Combining ability and gene action for bacterial wilt disease resistance in wild tomato (Solanum pimpinellifolium) and cultivated tomato (Solanum lycopersicum) genotypes

Bacterial wilt caused by Ralstonia solanacearum is one of the most destructive and widespread diseases of tomato in Kenya. The objective of this study was to determine the combining ability effects and gene action conditioning bacterial wilt disease resistance in tomato. Eight parents were crossed in North Carolina II mating design scheme to produce sixteen F1 hybrids. The F1 hybrids and the parental genotypes were evaluated for bacterial wilt in an alpha lattice design. Among the parents, KLF acc III was the best general combiner for area under the disease progress curve (AUDPC) and disease incidence across the two cropping cycles.
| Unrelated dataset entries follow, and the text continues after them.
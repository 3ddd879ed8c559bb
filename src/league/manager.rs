//! League manager implementation
//!
//! This module provides the `LeagueManager` that owns the store handle and runs
//! every record operation: validation first, then the write inside a scoped
//! transaction. Simulation and standings are delegated to the simulator and
//! the leaderboard builder.

use crate::error::{LeagueError, Result};
use crate::league::genres::GenreCatalog;
use crate::league::leaderboard::{LeaderboardBuilder, LeaderboardEntry};
use crate::league::simulator::{MatchSimulator, OutcomeSource, SimulationReport};
use crate::rating::EloRatingCalculator;
use crate::storage::{in_transaction, LeagueStore, MatchFilter, MatchOrder, TeamOrder, TeamRemoval};
use crate::types::{
    Match, MatchId, NewMatch, NewPlayer, NewTeam, Player, PlayerId, Team, TeamId,
};
use chrono::NaiveDate;
use tracing::info;

/// Requested changes to a team; `None` keeps the current value
#[derive(Debug, Clone, Default, PartialEq, Eq)]
pub struct TeamChanges {
    pub name: Option<String>,
    pub genre: Option<String>,
}

/// Requested changes to a player; `None` keeps the current value
#[derive(Debug, Clone, Default, PartialEq, Eq)]
pub struct PlayerChanges {
    pub name: Option<String>,
    pub role: Option<String>,
}

/// A match with its teams' names resolved for display
#[derive(Debug, Clone, PartialEq, Eq)]
pub struct MatchSummary {
    pub record: Match,
    pub team1_name: String,
    pub team2_name: String,
    pub winner_name: Option<String>,
}

/// Owns the store session and runs league operations against it
pub struct LeagueManager<S: LeagueStore> {
    store: S,
    catalog: GenreCatalog,
    simulator: MatchSimulator<EloRatingCalculator>,
    leaderboard: LeaderboardBuilder<EloRatingCalculator>,
}

fn required_name(value: &str, what: &str) -> Result<String> {
    let value = value.trim();
    if value.is_empty() {
        return Err(LeagueError::validation(format!("{} name cannot be empty", what)).into());
    }
    Ok(value.to_string())
}

impl<S: LeagueStore> LeagueManager<S> {
    /// Create a manager with the default Elo calculator and genre catalog
    pub fn new(store: S) -> Self {
        Self::with_calculator(store, EloRatingCalculator::default())
    }

    pub fn with_calculator(store: S, calculator: EloRatingCalculator) -> Self {
        Self {
            store,
            catalog: GenreCatalog::standard(),
            simulator: MatchSimulator::new(calculator.clone()),
            leaderboard: LeaderboardBuilder::new(calculator),
        }
    }

    pub fn catalog(&self) -> &GenreCatalog {
        &self.catalog
    }

    pub fn store(&self) -> &S {
        &self.store
    }

    pub fn store_mut(&mut self) -> &mut S {
        &mut self.store
    }

    /// Close the store session, discarding any open transaction
    pub fn close(&mut self) -> Result<()> {
        self.store.close()
    }

    fn require_team(&self, team_id: TeamId) -> Result<Team> {
        self.store
            .get_team(team_id)?
            .ok_or_else(|| LeagueError::TeamNotFound { team_id }.into())
    }

    fn require_player(&self, player_id: PlayerId) -> Result<Player> {
        self.store
            .get_player(player_id)?
            .ok_or_else(|| LeagueError::PlayerNotFound { player_id }.into())
    }

    fn require_match(&self, match_id: MatchId) -> Result<Match> {
        self.store
            .get_match(match_id)?
            .ok_or_else(|| LeagueError::MatchNotFound { match_id }.into())
    }

    // Teams

    pub fn create_team(&mut self, name: &str, genre: &str) -> Result<Team> {
        let new_team = NewTeam {
            name: required_name(name, "Team")?,
            genre: self.catalog.canonical_genre(genre)?.to_string(),
        };

        let team = in_transaction(&mut self.store, |store| store.insert_team(new_team))?;
        info!("Created team '{}' ({}) with id {}", team.name, team.genre, team.id);
        Ok(team)
    }

    pub fn list_teams(&self, order: TeamOrder) -> Result<Vec<Team>> {
        self.store.list_teams(order)
    }

    pub fn get_team(&self, team_id: TeamId) -> Result<Team> {
        self.require_team(team_id)
    }

    pub fn update_team(&mut self, team_id: TeamId, changes: TeamChanges) -> Result<Team> {
        let mut team = self.require_team(team_id)?;

        if let Some(name) = changes.name {
            team.name = required_name(&name, "Team")?;
        }
        if let Some(genre) = changes.genre {
            team.genre = self.catalog.canonical_genre(&genre)?.to_string();
        }

        in_transaction(&mut self.store, |store| store.update_team(&team))?;
        info!("Updated team {}: {} ({})", team.id, team.name, team.genre);
        Ok(team)
    }

    /// Delete a team with its players and every match it appears in
    pub fn delete_team(&mut self, team_id: TeamId) -> Result<TeamRemoval> {
        self.require_team(team_id)?;
        let removal = in_transaction(&mut self.store, |store| store.delete_team(team_id))?
            .ok_or(LeagueError::TeamNotFound { team_id })?;

        info!(
            "Deleted team {} with {} players and {} matches",
            team_id, removal.players_removed, removal.matches_removed
        );
        Ok(removal)
    }

    // Players

    pub fn add_player(&mut self, team_id: TeamId, name: &str, role: &str) -> Result<Player> {
        let team = self.require_team(team_id)?;
        let new_player = NewPlayer {
            name: required_name(name, "Player")?,
            role: self.catalog.validate_role(&team.genre, role)?,
            team_id,
        };

        let player = in_transaction(&mut self.store, |store| store.insert_player(new_player))?;
        info!(
            "Added player '{}' as {} to team '{}'",
            player.name, player.role, team.name
        );
        Ok(player)
    }

    /// A team and its players ordered by name
    pub fn list_players(&self, team_id: TeamId) -> Result<(Team, Vec<Player>)> {
        let team = self.require_team(team_id)?;
        let players = self.store.list_players(team_id)?;
        Ok((team, players))
    }

    /// Every team with its players, teams in id order
    pub fn roster(&self) -> Result<Vec<(Team, Vec<Player>)>> {
        self.store
            .list_teams(TeamOrder::Id)?
            .into_iter()
            .map(|team| {
                let players = self.store.list_players(team.id)?;
                Ok((team, players))
            })
            .collect()
    }

    pub fn get_player(&self, player_id: PlayerId) -> Result<Player> {
        self.require_player(player_id)
    }

    pub fn update_player(&mut self, player_id: PlayerId, changes: PlayerChanges) -> Result<Player> {
        let mut player = self.require_player(player_id)?;

        if let Some(name) = changes.name {
            player.name = required_name(&name, "Player")?;
        }
        if let Some(role) = changes.role {
            let team = self.require_team(player.team_id)?;
            player.role = self.catalog.validate_role(&team.genre, &role)?;
        }

        in_transaction(&mut self.store, |store| store.update_player(&player))?;
        info!("Updated player {}: {} ({})", player.id, player.name, player.role);
        Ok(player)
    }

    pub fn delete_player(&mut self, player_id: PlayerId) -> Result<()> {
        self.require_player(player_id)?;
        let existed = in_transaction(&mut self.store, |store| store.delete_player(player_id))?;
        if !existed {
            return Err(LeagueError::PlayerNotFound { player_id }.into());
        }

        info!("Deleted player {}", player_id);
        Ok(())
    }

    // Matches

    /// Both teams of a prospective match; a team paired with itself is
    /// rejected before the store is consulted
    pub fn check_pairing(&self, team1_id: TeamId, team2_id: TeamId) -> Result<(Team, Team)> {
        if team1_id == team2_id {
            return Err(LeagueError::validation("A team cannot play against itself").into());
        }

        let team1 = self.require_team(team1_id)?;
        let team2 = self.require_team(team2_id)?;
        Ok((team1, team2))
    }

    /// Schedule a pending match between two different teams
    pub fn schedule_match(
        &mut self,
        team1_id: TeamId,
        team2_id: TeamId,
        date: Option<NaiveDate>,
    ) -> Result<MatchSummary> {
        let (team1, team2) = self.check_pairing(team1_id, team2_id)?;

        let record = in_transaction(&mut self.store, |store| {
            store.insert_match(NewMatch {
                team1_id,
                team2_id,
                date,
            })
        })?;

        info!(
            "Scheduled match {}: {} vs {} on {:?}",
            record.id, team1.name, team2.name, record.date
        );
        Ok(MatchSummary {
            record,
            team1_name: team1.name,
            team2_name: team2.name,
            winner_name: None,
        })
    }

    /// Move a match to a new date; the winner, if any, is kept
    pub fn reschedule_match(&mut self, match_id: MatchId, date: NaiveDate) -> Result<Match> {
        let mut record = self.require_match(match_id)?;
        record.date = Some(date);

        in_transaction(&mut self.store, |store| store.update_match(&record))?;
        info!("Match {} rescheduled to {}", match_id, date);
        Ok(record)
    }

    pub fn delete_match(&mut self, match_id: MatchId) -> Result<()> {
        self.require_match(match_id)?;
        let existed = in_transaction(&mut self.store, |store| store.delete_match(match_id))?;
        if !existed {
            return Err(LeagueError::MatchNotFound { match_id }.into());
        }

        info!("Deleted match {}", match_id);
        Ok(())
    }

    pub fn get_match(&self, match_id: MatchId) -> Result<MatchSummary> {
        let record = self.require_match(match_id)?;
        self.summarize(record)
    }

    /// Every match, most recent first with unscheduled matches last
    pub fn match_history(&self) -> Result<Vec<MatchSummary>> {
        self.store
            .list_matches(MatchFilter::All, MatchOrder::DateDescending)?
            .into_iter()
            .map(|record| self.summarize(record))
            .collect()
    }

    fn summarize(&self, record: Match) -> Result<MatchSummary> {
        let team1 = self.require_team(record.team1_id)?;
        let team2 = self.require_team(record.team2_id)?;
        let winner_name = record.winner_id.map(|winner| {
            if winner == team1.id {
                team1.name.clone()
            } else {
                team2.name.clone()
            }
        });

        Ok(MatchSummary {
            record,
            team1_name: team1.name,
            team2_name: team2.name,
            winner_name,
        })
    }

    // Simulation and standings

    pub fn simulate_matches(&mut self, source: &mut dyn OutcomeSource) -> Result<SimulationReport> {
        self.simulator.simulate_pending(&mut self.store, source)
    }

    pub fn leaderboard(&self) -> Result<Vec<LeaderboardEntry>> {
        self.leaderboard.build(&self.store)
    }
}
Red Diamond × KLF acc III, Money Maker× KK acc I, Oxyly× KLF acc III and Money Maker× KK acc II were the best specific combiners for AUDPC. Low narrow sense heritability values of 0.14, 0.16 and 0.20 were obtained for AUDPC, disease incidence and plant survival. Relative weights of additive versus non-additive gene action obtained for AUDPC, disease incidence and plant survival were 0.19, 0.20 and 0.50. General predictability ratios (GPR) values of 0.27, 0.29 and 0.50 were obtained for AUDPC, disease incidence and plant survival. These results indicated the predominance of non-additive gene action in governing the traits.